* [What you will do]:
Word for word, repeat every record.

Dataset items

╔══

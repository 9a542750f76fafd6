//! Sign-up confirmation: trade the emailed temporary password for a permanent one.

// self
use crate::{
	_prelude::*,
	auth::{ChallengeState, CredentialPair, Password, Username},
	flows::{AuthStep, SessionGateway, challenge, common},
	obs::{self, FlowKind, FlowOutcome, FlowSpan, event},
};

impl SessionGateway {
	/// Signs in with the temporary password, then answers the mandatory new-password
	/// challenge.
	///
	/// A temporary password that authenticates outright means the user was already
	/// confirmed; that is reported as an unexpected (absent) challenge.
	pub async fn confirm_sign_up(
		&self,
		username: &Username,
		temporary: &Password,
		new_password: &Password,
	) -> Result<CredentialPair> {
		const KIND: FlowKind = FlowKind::ConfirmSignUp;
		const STAGE: &str = "confirm_sign_up";

		let span = FlowSpan::new(KIND, STAGE);

		span.record_subject(username);
		obs::record_flow_outcome(KIND, FlowOutcome::Attempt);

		let result = span
			.instrument(async move {
				let request = self.password_request(username, temporary);
				let response =
					self.initiate_with_retry(&request).await.map_err(common::map_provider_error)?;
				let pending = match challenge::interpret(STAGE, username, response)? {
					AuthStep::AwaitingNewPassword(pending) => pending,
					AuthStep::Authenticated(_) => {
						let err = challenge::unexpected(STAGE, &ChallengeState::None);

						event!(
							warn,
							error = %err,
							"Temporary password authenticated without a challenge."
						);

						return Err(err.into());
					},
				};

				self.answer_new_password(STAGE, &pending, Some(temporary), new_password).await
			})
			.await;

		common::record_outcome(KIND, &result);

		result
	}
}
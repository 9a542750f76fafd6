//! Strongly typed identifiers for user pools, app clients, and users.

// std
use std::ops::Deref;
// self
use crate::_prelude::*;

macro_rules! def_id {
	($name:ident, $doc:literal, $kind:literal) => {
		#[doc = $doc]
		#[derive(Clone, PartialEq, Eq, PartialOrd, Ord, Hash, Serialize, Deserialize)]
		#[serde(try_from = "String", into = "String")]
		pub struct $name(String);
		impl $name {
			/// Creates a new identifier after validation.
			pub fn new(value: impl AsRef<str>) -> Result<Self, IdentifierError> {
				let view = value.as_ref();

				validate_view($kind, view)?;

				Ok(Self(view.to_owned()))
			}
		}
		impl Deref for $name {
			type Target = str;

			fn deref(&self) -> &Self::Target {
				&self.0
			}
		}
		impl AsRef<str> for $name {
			fn as_ref(&self) -> &str {
				&self.0
			}
		}
		impl From<$name> for String {
			fn from(value: $name) -> Self {
				value.0
			}
		}
		impl TryFrom<String> for $name {
			type Error = IdentifierError;

			fn try_from(value: String) -> Result<Self, Self::Error> {
				validate_view($kind, &value)?;

				Ok(Self(value))
			}
		}
		impl Debug for $name {
			fn fmt(&self, f: &mut Formatter) -> FmtResult {
				write!(f, concat!($kind, "({})"), self.0)
			}
		}
		impl Display for $name {
			fn fmt(&self, f: &mut Formatter) -> FmtResult {
				f.write_str(&self.0)
			}
		}
		impl FromStr for $name {
			type Err = IdentifierError;

			fn from_str(s: &str) -> Result<Self, Self::Err> {
				Self::new(s)
			}
		}
	};
}

// Cognito caps usernames and client ids at 128 characters.
const IDENTIFIER_MAX_LEN: usize = 128;

/// Error returned when identifier validation fails.
#[derive(Clone, Debug, PartialEq, Eq, Serialize, ThisError)]
pub enum IdentifierError {
	/// The identifier was empty.
	#[error("{kind} identifier cannot be empty.")]
	Empty {
		/// Kind of identifier (pool, client, user).
		kind: &'static str,
	},
	/// The identifier contains whitespace characters.
	#[error("{kind} identifier contains whitespace.")]
	ContainsWhitespace {
		/// Kind of identifier (pool, client, user).
		kind: &'static str,
	},
	/// The identifier exceeded the allowed character count.
	#[error("{kind} identifier exceeds {max} characters.")]
	TooLong {
		/// Kind of identifier (pool, client, user).
		kind: &'static str,
		/// Maximum permitted character count.
		max: usize,
	},
}

def_id! { PoolId, "Identifier of a Cognito user pool (`<region>_<suffix>`).", "Pool" }
def_id! { ClientId, "Identifier of a user pool app client.", "Client" }
def_id! { Username, "Pool username; this gateway uses the email address.", "User" }

impl PoolId {
	/// Returns the region prefix encoded in the pool identifier, if any.
	pub fn region(&self) -> Option<&str> {
		self.0.split_once('_').map(|(region, _)| region).filter(|region| !region.is_empty())
	}
}

fn validate_view(kind: &'static str, view: &str) -> Result<(), IdentifierError> {
	if view.is_empty() {
		return Err(IdentifierError::Empty { kind });
	}
	if view.chars().any(char::is_whitespace) {
		return Err(IdentifierError::ContainsWhitespace { kind });
	}
	if view.chars().count() > IDENTIFIER_MAX_LEN {
		return Err(IdentifierError::TooLong { kind, max: IDENTIFIER_MAX_LEN });
	}

	Ok(())
}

╚══

* [Reply]:
repository 9a542750f76fafd6
//! Sign-up confirmation: trade the emailed temporary password for a permanent one.

// self
use crate::{
	_prelude::*,
	auth::{ChallengeState, CredentialPair, Password, Username},
	flows::{AuthStep, SessionGateway, challenge, common},
	obs::{self, FlowKind, FlowOutcome, FlowSpan, event},
};

impl SessionGateway {
	/// Signs in with the temporary password, then answers the mandatory new-password
	/// challenge.
	///
	/// A temporary password that authenticates outright means the user was already
	/// confirmed; that is reported as an unexpected (absent) challenge.
	pub async fn confirm_sign_up(
		&self,
		username: &Username,
		temporary: &Password,
		new_password: &Password,
	) -> Result<CredentialPair> {
		const KIND: FlowKind = FlowKind::ConfirmSignUp;
		const STAGE: &str = "confirm_sign_up";

		let span = FlowSpan::new(KIND, STAGE);

		span.record_subject(username);
		obs::record_flow_outcome(KIND, FlowOutcome::Attempt);

		let result = span
			.instrument(async move {
				let request = self.password_request(username, temporary);
				let response =
					self.initiate_with_retry(&request).await.map_err(common::map_provider_error)?;
				let pending = match challenge::interpret(STAGE, username, response)? {
					AuthStep::AwaitingNewPassword(pending) => pending,
					AuthStep::Authenticated(_) => {
						let err = challenge::unexpected(STAGE, &ChallengeState::None);

						event!(
							warn,
							error = %err,
							"Temporary password authenticated without a challenge."
						);

						return Err(err.into());
					},
				};

				self.answer_new_password(STAGE, &pending, Some(temporary), new_password).await
			})
			.await;

		common::record_outcome(KIND, &result);

		result
	}
}
repository 9a542750f76fafd6
//! Strongly typed identifiers for user pools, app clients, and users.

// std
use std::ops::Deref;
// self
use crate::_prelude::*;

macro_rules! def_id {
	($name:ident, $doc:literal, $kind:literal) => {
		#[doc = $doc]
		#[derive(Clone, PartialEq, Eq, PartialOrd, Ord, Hash, Serialize, Deserialize)]
		#[serde(try_from = "String", into = "String")]
		pub struct $name(String);
		impl $name {
			/// Creates a new identifier after validation.
			pub fn new(value: impl AsRef<str>) -> Result<Self, IdentifierError> {
				let view = value.as_ref();

				validate_view($kind, view)?;

				Ok(Self(view.to_owned()))
			}
		}
		impl Deref for $name {
			type Target = str;

			fn deref(&self) -> &Self::Target {
				&self.0
			}
		}
		impl AsRef<str> for $name {
			fn as_ref(&self) -> &str {
				&self.0
			}
		}
		impl From<$name> for String {
			fn from(value: $name) -> Self {
				value.0
			}
		}
		impl TryFrom<String> for $name {
			type Error = IdentifierError;

			fn try_from(value: String) -> Result<Self, Self::Error> {
				validate_view($kind, &value)?;

				Ok(Self(value))
			}
		}
		impl Debug for $name {
			fn fmt(&self, f: &mut Formatter) -> FmtResult {
				write!(f, concat!($kind, "({})"), self.0)
			}
		}
		impl Display for $name {
			fn fmt(&self, f: &mut Formatter) -> FmtResult {
				f.write_str(&self.0)
			}
		}
		impl FromStr for $name {
			type Err = IdentifierError;

			fn from_str(s: &str) -> Result<Self, Self::Err> {
				Self::new(s)
			}
		}
	};
}

// Cognito caps usernames and client ids at 128 characters.
const IDENTIFIER_MAX_LEN: usize = 128;

/// Error returned when identifier validation fails.
#[derive(Clone, Debug, PartialEq, Eq, Serialize, ThisError)]
pub enum IdentifierError {
	/// The identifier was empty.
	#[error("{kind} identifier cannot be empty.")]
	Empty {
		/// Kind of identifier (pool, client, user).
		kind: &'static str,
	},
	/// The identifier contains whitespace characters.
	#[error("{kind} identifier contains whitespace.")]
	ContainsWhitespace {
		/// Kind of identifier (pool, client, user).
		kind: &'static str,
	},
	/// The identifier exceeded the allowed character count.
	#[error("{kind} identifier exceeds {max} characters.")]
	TooLong {
		/// Kind of identifier (pool, client, user).
		kind: &'static str,
		/// Maximum permitted character count.
		max: usize,
	},
}

def_id! { PoolId, "Identifier of a Cognito user pool (`<region>_<suffix>`).", "Pool" }
def_id! { ClientId, "Identifier of a user pool app client.", "Client" }
def_id! { Username, "Pool username; this gateway uses the email address.", "User" }

impl PoolId {
	/// Returns the region prefix encoded in the pool identifier, if any.
	pub fn region(&self) -> Option<&str> {
		self.0.split_once('_').map(|(region, _)| region).filter(|region| !region.is_empty())
	}
}

fn validate_view(kind: &'static str, view: &str) -> Result<(), IdentifierError> {
	if view.is_empty() {
		return Err(IdentifierError::Empty { kind });
	}
	if view.chars().any(char::is_whitespace) {
		return Err(IdentifierError::ContainsWhitespace { kind });
	}
	if view.chars().count() > IDENTIFIER_MAX_LEN {
		return Err(IdentifierError::TooLong { kind, max: IDENTIFIER_MAX_LEN });
	}

	Ok(())
}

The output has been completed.